I know I shouldn't have to say this, but AWD only helps you go, it doesn't help you stop or turn; ask any SUV owner stuck in snowbank after the first storm. As was said, tires make all the difference.

That being said, I really miss my Audi S4. One of the joys of driving that car, even in L.A., was just flooring the throttle at the apex of a turn and feeling the car scrap and claw its way out of the turn, sometimes in a beautiful 4 wheel drift if it's a nice sweeping freeway onramp. You try that in the 'd' and all you get is the traction control nanny shutting you down; you have to be way more sensitive with the throttle. (I wish I could turn off DTC permanently!)


----------



## MarcL (Jan 15, 2004)

aborwick said:


> I echo Ted's e-mail message with one caveat.
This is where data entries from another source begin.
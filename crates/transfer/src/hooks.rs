//! Extension points owned by the surrounding application.

use uuid::Uuid;

use crate::ledger::UploadFuture;
use crate::types::UploadTarget;

/// Decides whether `caller` may act on a target.
pub trait AccessPolicy: Send + Sync {
    fn can_access(&self, caller: Uuid, target: &UploadTarget) -> bool;
}

/// Only the owner may touch its targets.
#[derive(Debug, Clone, Copy, Default)]
pub struct OwnerOnly;

impl AccessPolicy for OwnerOnly {
    fn can_access(&self, caller: Uuid, target: &UploadTarget) -> bool {
        caller == target.owner_id
    }
}

/// Enrichment run after an object is persisted (metadata extraction,
/// thumbnails). Failures are logged and never revert completion.
pub trait PostProcessor: Send + Sync {
    fn process<'a>(&'a self, target: &'a UploadTarget, key: &'a str) -> UploadFuture<'a, ()>;
}

#[derive(Debug, Clone, Copy, Default)]
pub struct NoopPostProcessor;

impl PostProcessor for NoopPostProcessor {
    fn process<'a>(&'a self, _target: &'a UploadTarget, _key: &'a str) -> UploadFuture<'a, ()> {
        Box::pin(async { Ok(()) })
    }
}

#[cfg(test)]
mod tests {
    use super::*;

    #[test]
    fn owner_only_checks_owner() {
        let owner = Uuid::new_v4();
        let target = UploadTarget::new(owner, "a.jpg", "image/jpeg", 1, 1, 1);
        assert!(OwnerOnly.can_access(owner, &target));
        assert!(!OwnerOnly.can_access(Uuid::new_v4(), &target));
    }
}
I like the stock 17" inch suspension, because the thicker tire wall of the 17" set up protects against tire and rim damage. There are siginificant posts on this board complaining of wheel and tire damage from the 19" tire and wheels set up.
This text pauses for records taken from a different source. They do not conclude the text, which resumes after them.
//! Retry wrapper for remote backends.

use std::sync::Arc;
use std::time::Duration;

use photoloom_retry::{RetryError, RetryPolicy, Retrier};

use crate::error::StorageError;
use crate::traits::{ByteStream, ObjectBody, StorageBackend, StorageFuture};

/// Runs every call on the inner backend under a [`RetryPolicy`].
///
/// Exhausted or aborted calls surface the last backend error unchanged, so a
/// missing key is still reported as [`StorageError::NotFound`].
pub struct RetryingBackend {
    inner: Arc<dyn StorageBackend>,
    policy: RetryPolicy,
    retrier: Retrier,
}

impl RetryingBackend {
    pub fn new(inner: Arc<dyn StorageBackend>, policy: RetryPolicy) -> Self {
        Self {
            inner,
            policy,
            retrier: Retrier::new(),
        }
    }

    /// Replaces the retrier, e.g. with one bound to a shutdown token.
    pub fn with_retrier(mut self, retrier: Retrier) -> Self {
        self.retrier = retrier;
        self
    }

    fn operation(&self, op: &str, key: &str) -> String {
        format!("{}:{op}:{key}", self.inner.backend_name())
    }
}

fn unwrap_retry_error(err: RetryError<StorageError>) -> StorageError {
    match err {
        RetryError::Interrupted { operation, .. } => StorageError::Interrupted(operation),
        RetryError::Exhausted { source, .. } | RetryError::Aborted { source, .. } => source,
    }
}

impl StorageBackend for RetryingBackend {
    fn store<'a>(
        &'a self,
        key: &'a str,
        body: ObjectBody,
        content_type: &'a str,
        length: u64,
    ) -> StorageFuture<'a, String> {
        Box::pin(async move {
            self.retrier
                .execute(&self.operation("store", key), &self.policy, || {
                    self.inner.store(key, body.clone(), content_type, length)
                })
                .await
                .map(|done| done.value)
                .map_err(unwrap_retry_error)
        })
    }

    fn retrieve<'a>(&'a self, key: &'a str) -> StorageFuture<'a, ByteStream> {
        Box::pin(async move {
            self.retrier
                .execute(&self.operation("retrieve", key), &self.policy, || {
                    self.inner.retrieve(key)
                })
                .await
                .map(|done| done.value)
                .map_err(unwrap_retry_error)
        })
    }

    fn delete<'a>(&'a self, key: &'a str) -> StorageFuture<'a, ()> {
        Box::pin(async move {
            self.retrier
                .execute(&self.operation("delete", key), &self.policy, || {
                    self.inner.delete(key)
                })
                .await
                .map(|done| done.value)
                .map_err(unwrap_retry_error)
        })
    }

    fn exists<'a>(&'a self, key: &'a str) -> StorageFuture<'a, bool> {
        Box::pin(async move {
            self.retrier
                .execute(&self.operation("exists", key), &self.policy, || {
                    self.inner.exists(key)
                })
                .await
                .map(|done| done.value)
                .map_err(unwrap_retry_error)
        })
    }

    fn presigned_upload_url<'a>(&'a self, key: &'a str, ttl: Duration) -> StorageFuture<'a, String> {
        self.inner.presigned_upload_url(key, ttl)
    }

    fn presigned_download_url<'a>(
        &'a self,
        key: &'a str,
        ttl: Duration,
    ) -> StorageFuture<'a, String> {
        self.inner.presigned_download_url(key, ttl)
    }

    fn backend_name(&self) -> &'static str {
        self.inner.backend_name()
    }
}

#[cfg(test)]
mod tests {
    use std::sync::atomic::{AtomicU32, Ordering};

    use bytes::Bytes;

    use super::*;
    use crate::backends::MemoryBackend;

    /// Fails the first `failures` stores with an I/O error.
    struct FlakyBackend {
        inner: MemoryBackend,
        failures: u32,
        calls: AtomicU32,
    }

    impl StorageBackend for FlakyBackend {
        fn store<'a>(
            &'a self,
            key: &'a str,
            body: ObjectBody,
            content_type: &'a str,
            length: u64,
        ) -> StorageFuture<'a, String> {
            let n = self.calls.fetch_add(1, Ordering::SeqCst) + 1;
            if n <= self.failures {
                return Box::pin(async move {
                    Err(StorageError::Io(std::io::Error::other("connection reset")))
                });
            }
            self.inner.store(key, body, content_type, length)
        }

        fn retrieve<'a>(&'a self, key: &'a str) -> StorageFuture<'a, ByteStream> {
            self.calls.fetch_add(1, Ordering::SeqCst);
            self.inner.retrieve(key)
        }

        fn delete<'a>(&'a self, key: &'a str) -> StorageFuture<'a, ()> {
            self.inner.delete(key)
        }

        fn exists<'a>(&'a self, key: &'a str) -> StorageFuture<'a, bool> {
            self.inner.exists(key)
        }

        fn backend_name(&self) -> &'static str {
            "flaky"
        }
    }

    fn flaky(failures: u32) -> Arc<FlakyBackend> {
        Arc::new(FlakyBackend {
            inner: MemoryBackend::new(),
            failures,
            calls: AtomicU32::new(0),
        })
    }

    #[tokio::test(start_paused = true)]
    async fn transient_store_failures_are_retried() {
        let backend = flaky(2);
        let retrying = RetryingBackend::new(backend.clone(), RetryPolicy::aggressive());

        let locator = retrying
            .store("k", Bytes::from_static(b"v").into(), "", 1)
            .await
            .unwrap();

        assert_eq!(locator, "memory://k");
        assert_eq!(backend.calls.load(Ordering::SeqCst), 3);
        assert_eq!(backend.inner.object("k"), Some(Bytes::from_static(b"v")));
    }

    #[tokio::test(start_paused = true)]
    async fn exhausted_store_returns_last_error() {
        let backend = flaky(u32::MAX);
        let retrying = RetryingBackend::new(backend.clone(), RetryPolicy::aggressive());

        let err = retrying
            .store("k", Bytes::from_static(b"v").into(), "", 1)
            .await
            .unwrap_err();

        assert!(matches!(err, StorageError::Io(_)));
        assert_eq!(backend.calls.load(Ordering::SeqCst), 5);
    }

    #[tokio::test(start_paused = true)]
    async fn not_found_is_not_retried() {
        let backend = flaky(0);
        let retrying = RetryingBackend::new(backend.clone(), RetryPolicy::aggressive());

        let result = retrying.retrieve("missing").await;

        assert!(matches!(result, Err(StorageError::NotFound(_))));
        assert_eq!(backend.calls.load(Ordering::SeqCst), 1);
        assert_eq!(retrying.backend_name(), "flaky");
    }
}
+1. I'm really happy with the stock suspension. There's no mistaking the ride as anything other than taut BMW, but it's comfortable and the 17" rims are good insurance against nasty potholes etc.


----------



## Axel61 (Mar 10, 2011)

I have the stock suspension with the 17" wheels , being down here in Puerto Rico anything above that your risking a flat + damaged Wheel. I have owned the "D" for approx 4 mo. and over 4500k and i dont get the mielage you guys get but I'll be damned if the car does live up to its TORQUE, my girlfriend says does this car ever get to the "EMPTY" side at any given time , I told her, yep! its does after over 320 miles on it.


----------



## autoJeff (Oct 1, 2009)

Yes, cigarette lighter is in the ash tray.

The sport suspension is good. Although I do wish there was less body roll and understeer. Also, with an open differential and so much torque it can be a little too easy to make the traction control light blink when accelerating not in a straight line.

I've driven mine in snow with "performance winter tires" including while visiting my family up north. It did fine in the snow and slush. These tires are much better on cold dry pavement than typical snow tires. A good compromise. I agree that RWD is ok in snow with appropriate tires if you are not climbing steep roads in icy conditions. A balanced RWD car with proper tires is far better than a front-heavy RWD car with all season tires (like the one in which I learned to drive during the winter months.)


----------



## 5SeriesNatsFan (Mar 8, 2010)

TeddyBGame said:


> The US-spec 335d was never offered with 19" rims. !8's for Sport/Msport and 17's for all others. 19's could be added at the factory if you wanted to spend $4K extra.


Thanks for the correction.


----------